Leite: ônus e bônus

Os movimentos recentes da Azonasul (Associação dos Municípios da Zona Sul), no sentido de garantir para si autonomia para definir protocolos próprios diferentes dos previstos no Plano de Distanciamento Controlado do governo do estado, decorrem da decisão do próprio governador Eduardo Leite, que se propôs a delegar aos prefeitos aquela possibilidade.

Ao dividir a responsabilidade com os prefeitos, o tucano retira dos ombros o ônus de decidir só.

Se o Plano tivesse dado certo, sobre ele, governador, recairia o reconhecimento, o bônus, talvez um case de sucesso nacional a ser lembrado, já que o Plano gaúcho foi pioneiro no País.

Como não vem dando certo (pandemia e seus efeitos progrediram, sem que o poder público conseguisse melhorar satisfatoriamente a retaguarda dos sistemas de saúde nos municípios gaúchos), o governador, ao aderir à gestão compartilhada, divide o ônus.

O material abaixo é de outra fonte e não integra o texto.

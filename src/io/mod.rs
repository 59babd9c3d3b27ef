/// Line-oriented input decoding and output feature assembly
pub mod output;
pub mod record;
pub mod topology;

pub use output::{render_record, version_features, RenderedRecord};
pub use record::{decode_record, DecodedLine, FeatureRecord};
pub use topology::encode_topology;

use crate::Result;
use flate2::read::MultiGzDecoder;
use std::fs::File;
use std::io::{self, BufRead, BufReader, BufWriter, Read, Write};
use std::path::Path;

/// Open an input path for line reading. `-` reads stdin; `.gz` files are decompressed.
pub fn open_input(path: &Path) -> Result<Box<dyn BufRead + Send>> {
    if path.as_os_str() == "-" {
        return Ok(Box::new(BufReader::new(io::stdin())));
    }

    let file = File::open(path)?;
    let reader: Box<dyn Read + Send> = if path.extension().map_or(false, |ext| ext == "gz") {
        Box::new(MultiGzDecoder::new(file))
    } else {
        Box::new(file)
    };
    Ok(Box::new(BufReader::with_capacity(1 << 20, reader)))
}

/// Open an output path for writing. `None` or `-` writes to stdout.
pub fn open_output(path: Option<&Path>) -> Result<Box<dyn Write>> {
    match path {
        Some(path) if path.as_os_str() != "-" => {
            Ok(Box::new(BufWriter::new(File::create(path)?)))
        }
        _ => Ok(Box::new(BufWriter::new(io::stdout()))),
    }
}
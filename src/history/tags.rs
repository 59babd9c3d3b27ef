/// Running attribute snapshots folded from per-version diffs

use super::types::{AttributeDiff, FeatureMajorVersion};
use indexmap::IndexMap;

/// Full attribute set of a feature at one major version, in insertion order.
pub type Attributes = IndexMap<String, String>;

/// Apply one version's diffs to `base`: additions, then modifications, then deletions.
pub fn apply(mut base: Attributes, version: &FeatureMajorVersion) -> Attributes {
    for diff in &version.diffs {
        if let AttributeDiff::Added { key, value } = diff {
            base.insert(key.clone(), value.clone());
        }
    }
    for diff in &version.diffs {
        if let AttributeDiff::Modified { key, new, .. } = diff {
            base.insert(key.clone(), new.clone());
        }
    }
    for diff in &version.diffs {
        if let AttributeDiff::Deleted { key } = diff {
            base.shift_remove(key);
        }
    }
    base
}

/// Folds diffs across a feature's major versions in ascending order.
#[derive(Debug, Default, Clone)]
pub struct TagDiffAccumulator {
    current: Attributes,
}

impl TagDiffAccumulator {
    pub fn new() -> Self {
        Self::default()
    }

    /// Advance to `version` and return the resulting snapshot.
    pub fn advance(&mut self, version: &FeatureMajorVersion) -> &Attributes {
        let base = std::mem::take(&mut self.current);
        self.current = apply(base, version);
        &self.current
    }

    pub fn current(&self) -> &Attributes {
        &self.current
    }
}
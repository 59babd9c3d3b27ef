/// TopoJSON encoding of a record's version features
///
/// Every version feature becomes one named object of a single topology.
/// Each line and ring gets its own arc; arcs are not shared and
/// coordinates are not quantized.

use crate::{Result, WaybackError};
use serde_json::Value;
use topojson::{ArcIndexes, Geometry, NamedGeometry, Position, Topology, Value as TopoValue};

/// Encode GeoJSON features into one topology. Objects are named by their
/// index in `features`.
pub fn encode_topology(features: &[Value]) -> Result<Topology> {
    let mut arcs = Vec::new();
    let mut objects = Vec::with_capacity(features.len());

    for (idx, feature) in features.iter().enumerate() {
        let value = topo_value(&feature["geometry"], &mut arcs)
            .map_err(|e| encoding_error(format!("feature {}: {}", idx, e)))?;
        let mut geometry = Geometry::new(value);
        geometry.properties = feature.get("properties").and_then(Value::as_object).cloned();
        objects.push(NamedGeometry {
            name: idx.to_string(),
            geometry,
        });
    }

    Ok(Topology {
        bbox: None,
        objects,
        transform: None,
        arcs,
        foreign_members: None,
    })
}

fn encoding_error(message: impl Into<String>) -> WaybackError {
    WaybackError::Serialization(message.into())
}

fn topo_value(geometry: &Value, arcs: &mut Vec<Vec<Position>>) -> Result<TopoValue> {
    let kind = geometry
        .get("type")
        .and_then(Value::as_str)
        .ok_or_else(|| encoding_error("geometry without a type"))?;

    if kind == "GeometryCollection" {
        let members = geometry
            .get("geometries")
            .and_then(Value::as_array)
            .ok_or_else(|| encoding_error("GeometryCollection without geometries"))?;
        let members = members
            .iter()
            .map(|member| topo_value(member, arcs).map(Geometry::new))
            .collect::<Result<Vec<_>>>()?;
        return Ok(TopoValue::GeometryCollection(members));
    }

    let coordinates = geometry
        .get("coordinates")
        .ok_or_else(|| encoding_error(format!("{} without coordinates", kind)))?;

    let value = match kind {
        "Point" => TopoValue::Point(position(coordinates)?),
        "MultiPoint" => TopoValue::MultiPoint(
            nested(coordinates)?
                .iter()
                .map(position)
                .collect::<Result<_>>()?,
        ),
        "LineString" => TopoValue::LineString(push_arc(coordinates, arcs)?),
        "MultiLineString" => TopoValue::MultiLineString(
            nested(coordinates)?
                .iter()
                .map(|line| push_arc(line, arcs))
                .collect::<Result<_>>()?,
        ),
        "Polygon" => TopoValue::Polygon(rings(coordinates, arcs)?),
        "MultiPolygon" => TopoValue::MultiPolygon(
            nested(coordinates)?
                .iter()
                .map(|polygon| rings(polygon, arcs))
                .collect::<Result<_>>()?,
        ),
        other => return Err(encoding_error(format!("unsupported geometry type {}", other))),
    };
    Ok(value)
}

fn nested(coordinates: &Value) -> Result<&Vec<Value>> {
    coordinates
        .as_array()
        .ok_or_else(|| encoding_error(format!("expected a coordinate array, got {}", coordinates)))
}

/// A position of at least two finite numbers.
fn position(coordinates: &Value) -> Result<Position> {
    let values = nested(coordinates)?;
    if values.len() < 2 {
        return Err(encoding_error(format!("position needs two numbers, got {}", coordinates)));
    }
    values
        .iter()
        .map(|v| {
            v.as_f64()
                .filter(|n| n.is_finite())
                .ok_or_else(|| encoding_error(format!("non-numeric coordinate {}", v)))
        })
        .collect()
}

fn push_arc(line: &Value, arcs: &mut Vec<Vec<Position>>) -> Result<ArcIndexes> {
    let arc = nested(line)?
        .iter()
        .map(position)
        .collect::<Result<Vec<_>>>()?;
    let index = i32::try_from(arcs.len()).map_err(|_| encoding_error("too many arcs"))?;
    arcs.push(arc);
    Ok(vec![index])
}

fn rings(polygon: &Value, arcs: &mut Vec<Vec<Position>>) -> Result<Vec<ArcIndexes>> {
    nested(polygon)?
        .iter()
        .map(|ring| push_arc(ring, arcs))
        .collect()
}

#[cfg(test)]
mod tests {
    use super::*;
    use pretty_assertions::assert_eq;
    use serde_json::json;

    fn feature(geometry: Value) -> Value {
        json!({"type": "Feature", "geometry": geometry, "properties": {"@validSince": 1}})
    }

    #[test]
    fn test_lines_and_rings_become_arcs() {
        let features = vec![
            feature(json!({"type": "LineString", "coordinates": [[0.0, 0.0], [1.0, 1.0]]})),
            feature(json!({"type": "Polygon", "coordinates": [[[0, 0], [1, 0], [1, 1], [0, 0]]]})),
            feature(json!({"type": "Point", "coordinates": [2.5, 3.5]})),
        ];
        let topology = encode_topology(&features).unwrap();

        assert_eq!(topology.arcs.len(), 2);
        assert_eq!(topology.arcs[1].len(), 4);
        let names: Vec<_> = topology.objects.iter().map(|o| o.name.as_str()).collect();
        assert_eq!(names, vec!["0", "1", "2"]);
        assert_eq!(topology.objects[0].geometry.value, TopoValue::LineString(vec![0]));
        assert_eq!(topology.objects[1].geometry.value, TopoValue::Polygon(vec![vec![1]]));
        assert_eq!(topology.objects[2].geometry.value, TopoValue::Point(vec![2.5, 3.5]));
        assert_eq!(
            topology.objects[0].geometry.properties,
            Some(json!({"@validSince": 1}).as_object().cloned().unwrap())
        );
    }

    #[test]
    fn test_collections_and_multi_geometries() {
        let features = vec![feature(json!({
            "type": "GeometryCollection",
            "geometries": [
                {"type": "MultiLineString", "coordinates": [[[0, 0], [1, 1]], [[2, 2], [3, 3]]]},
                {"type": "MultiPolygon", "coordinates": []}
            ]
        }))];
        let topology = encode_topology(&features).unwrap();

        assert_eq!(topology.arcs.len(), 2);
        match &topology.objects[0].geometry.value {
            TopoValue::GeometryCollection(members) => assert_eq!(members.len(), 2),
            other => panic!("expected a collection, got {:?}", other),
        }
    }

    #[test]
    fn test_unencodable_geometries() {
        let cases = vec![
            Value::Null,
            json!({"type": "Curve", "coordinates": []}),
            json!({"type": "Point", "coordinates": [1.0]}),
            json!({"type": "Point", "coordinates": [null, 1.0]}),
            json!({"type": "LineString", "coordinates": "0,0 1,1"}),
            json!({"type": "Polygon"}),
        ];
        for geometry in cases {
            let result = encode_topology(&[feature(geometry.clone())]);
            assert!(
                matches!(result, Err(WaybackError::Serialization(_))),
                "geometry {}",
                geometry
            );
        }
    }
}
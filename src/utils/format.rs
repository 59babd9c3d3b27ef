/// Formatting helpers for logs and reports

use chrono::{TimeZone, Utc};
use humansize::{format_size, BINARY};

/// Render a Unix timestamp as RFC 3339, falling back to the raw number.
pub fn format_timestamp(t: i64) -> String {
    Utc.timestamp_opt(t, 0)
        .single()
        .map(|dt| dt.to_rfc3339())
        .unwrap_or_else(|| t.to_string())
}

/// Format bytes into human-readable string
pub fn format_bytes(bytes: u64) -> String {
    format_size(bytes, BINARY)
}

/// Print formatted number with thousands separator
pub fn format_number(n: u64) -> String {
    let s = n.to_string();
    let mut result = String::new();
    for (i, c) in s.chars().rev().enumerate() {
        if i > 0 && i % 3 == 0 {
            result.push(',');
        }
        result.push(c);
    }
    result.chars().rev().collect()
}
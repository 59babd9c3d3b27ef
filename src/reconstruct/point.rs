/// History builder for single-point features
///
/// A point's geometry is carried on its own version records, so every major
/// version maps to exactly one geometry and there are no minor versions.

use super::assembler::{assemble, WindowGeometry};
use super::{GeometryHistoryBuilder, Reconstruction};
use crate::history::{FeatureKind, FeatureMajorVersion, Geometry};

pub struct PointHistoryBuilder<'a> {
    history: &'a [FeatureMajorVersion],
}

impl<'a> PointHistoryBuilder<'a> {
    pub fn new(history: &'a [FeatureMajorVersion]) -> Self {
        Self { history }
    }
}

impl GeometryHistoryBuilder for PointHistoryBuilder<'_> {
    fn kind(&self) -> FeatureKind {
        FeatureKind::Point
    }

    fn build(&self) -> Reconstruction {
        assemble(self.history, |major| {
            // Deleted versions carry no position and are skipped
            let position = major.version.position?;
            Some(Ok(WindowGeometry::fixed(Geometry::Point(position))))
        })
    }
}
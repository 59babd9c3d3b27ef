use crate::cli::formatter::{create_spinner, print_stats_table, print_success, print_warning};
use crate::cli::StatsFormat;
use crate::config::{resolve_config, Config, WriteMode};
use crate::io::{open_input, open_output};
use crate::processing::{run_pipeline_with_progress, ProcessingStats};
use crate::utils::format::{format_bytes, format_number};
use crate::utils::parallel::{batch_size_for_parallelism, configure_thread_pool, resolve_thread_count};
use crate::WaybackError;
use clap::Args;
use std::path::PathBuf;
use std::time::Instant;
use tracing::{debug, info};

#[derive(Args)]
pub struct ReconstructArgs {
    /// History-enriched GeoJSON sequence (`.gz` accepted, `-` for stdin)
    #[arg(value_name = "INPUT", default_value = "-")]
    pub input: PathBuf,

    /// Output file (stdout if not specified)
    #[arg(short, long, value_name = "FILE")]
    pub output: Option<PathBuf>,

    /// Configuration file (default: <config dir>/wayback/config.toml)
    #[arg(long, value_name = "FILE", env = "WAYBACK_CONFIG")]
    pub config: Option<PathBuf>,

    /// Only emit geometry and validity interval per version
    #[arg(long)]
    pub geometry_only: bool,

    /// Attach attribute diffs to the first minor of each major version
    #[arg(long)]
    pub include_diffs: bool,

    /// Omit full attribute snapshots on every version
    #[arg(long)]
    pub no_full_properties: bool,

    /// Output layout: every_geometry, history_object or topology
    #[arg(long, value_name = "MODE")]
    pub write_mode: Option<WriteMode>,

    /// Lines per parallel batch
    #[arg(long, value_name = "N")]
    pub batch_size: Option<usize>,

    /// Run statistics format: text, json or none
    #[arg(long, value_name = "FORMAT", default_value = "text")]
    pub stats_format: StatsFormat,
}

impl ReconstructArgs {
    /// Apply command-line overrides on top of the loaded configuration.
    pub fn apply_to(&self, config: &mut Config) {
        if self.geometry_only {
            config.output.geometry_only = true;
        }
        if self.include_diffs {
            config.output.include_diffs_on_major_versions = true;
        }
        if self.no_full_properties {
            config.output.include_full_properties_on_major_versions = false;
            config.output.include_full_properties_on_minor_versions = false;
        }
        if let Some(mode) = self.write_mode {
            config.output.write_mode = mode;
        }
        if let Some(batch_size) = self.batch_size {
            config.performance.batch_size = batch_size;
        }
    }
}

/// An explicit `--batch-size` is used as given; otherwise the configured size
/// is raised to keep every thread busy.
fn effective_batch_size(explicit: Option<usize>, configured: usize, threads: usize) -> usize {
    match explicit {
        Some(size) => size.max(1),
        None => batch_size_for_parallelism(configured, threads),
    }
}

pub fn run(args: ReconstructArgs, threads: Option<usize>) -> anyhow::Result<()> {
    let mut config = resolve_config(args.config.as_deref())?;
    args.apply_to(&mut config);

    let threads = resolve_thread_count(threads.unwrap_or(config.performance.threads));
    if let Err(e) = configure_thread_pool(threads) {
        debug!(error = %e, "global thread pool already initialized");
    }
    config.performance.batch_size =
        effective_batch_size(args.batch_size, config.performance.batch_size, threads);

    info!(
        input = %args.input.display(),
        threads,
        batch_size = config.performance.batch_size,
        write_mode = %config.output.write_mode,
        "starting reconstruction"
    );

    let reader = open_input(&args.input)?;
    let mut writer = open_output(args.output.as_deref())?;

    let quiet = args.stats_format != StatsFormat::Text;
    let pb = create_spinner("Reconstructing geometries...", quiet);
    let started = Instant::now();

    let stats = run_pipeline_with_progress(reader, &mut writer, &config, |stats| {
        pb.set_message(format!(
            "{} records, {} geometries",
            format_number(stats.lines_processed),
            format_number(stats.total_geometries)
        ));
    })?;
    pb.finish_and_clear();

    let elapsed = started.elapsed();
    info!(
        lines = stats.lines_processed,
        geometries = stats.total_geometries,
        elapsed_ms = elapsed.as_millis() as u64,
        "reconstruction finished"
    );

    match args.stats_format {
        StatsFormat::Text => report_text(&stats, &config, elapsed.as_secs_f64()),
        StatsFormat::Json => {
            let json = serde_json::to_string_pretty(&stats)
                .map_err(|e| WaybackError::Serialization(e.to_string()))?;
            eprintln!("{}", json);
        }
        StatsFormat::None => {}
    }

    Ok(())
}

fn report_text(stats: &ProcessingStats, config: &Config, seconds: f64) {
    let bytes = match config.output.write_mode {
        WriteMode::EveryGeometry => stats.every_geometry_bytes,
        WriteMode::HistoryObject => stats.history_object_bytes,
        WriteMode::Topology => stats.topology_bytes,
    };

    print_stats_table(
        "Reconstruction",
        &[
            ("Records processed", format_number(stats.lines_processed)),
            ("Without history", format_number(stats.no_history)),
            ("Parse errors", format_number(stats.parse_errors)),
            ("No builder", format_number(stats.builders_undefined)),
            ("Unresolved versions", format_number(stats.unresolved_versions)),
            ("Geometries written", format_number(stats.total_geometries)),
            ("Encoding failures", format_number(stats.encoding_failures)),
            ("Output size", format_bytes(bytes)),
            ("Elapsed", format!("{:.2}s", seconds)),
        ],
    );

    if stats.parse_errors > 0 {
        print_warning(&format!(
            "{} lines could not be decoded and were passed through unchanged",
            stats.parse_errors
        ));
    }
    if stats.unresolved_versions > 0 {
        print_warning(&format!(
            "{} major versions reference points with no usable location",
            stats.unresolved_versions
        ));
    }
    if stats.encoding_failures > 0 {
        print_warning(&format!(
            "{} records could not be encoded as a topology and were skipped",
            stats.encoding_failures
        ));
    }
    print_success("Reconstruction complete");
}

O governador abriu para gestão compartilhada com os municípios depois que o Plano mostrou-se incapaz de equacionar o problema, depois que a pressão de segmentos empresariais cresceu, encorpou e estabeleceu-se na mesa dos debates, e depois que as associações de prefeitos, pressionadas pelo segmento produtivo, começaram a pressionar também.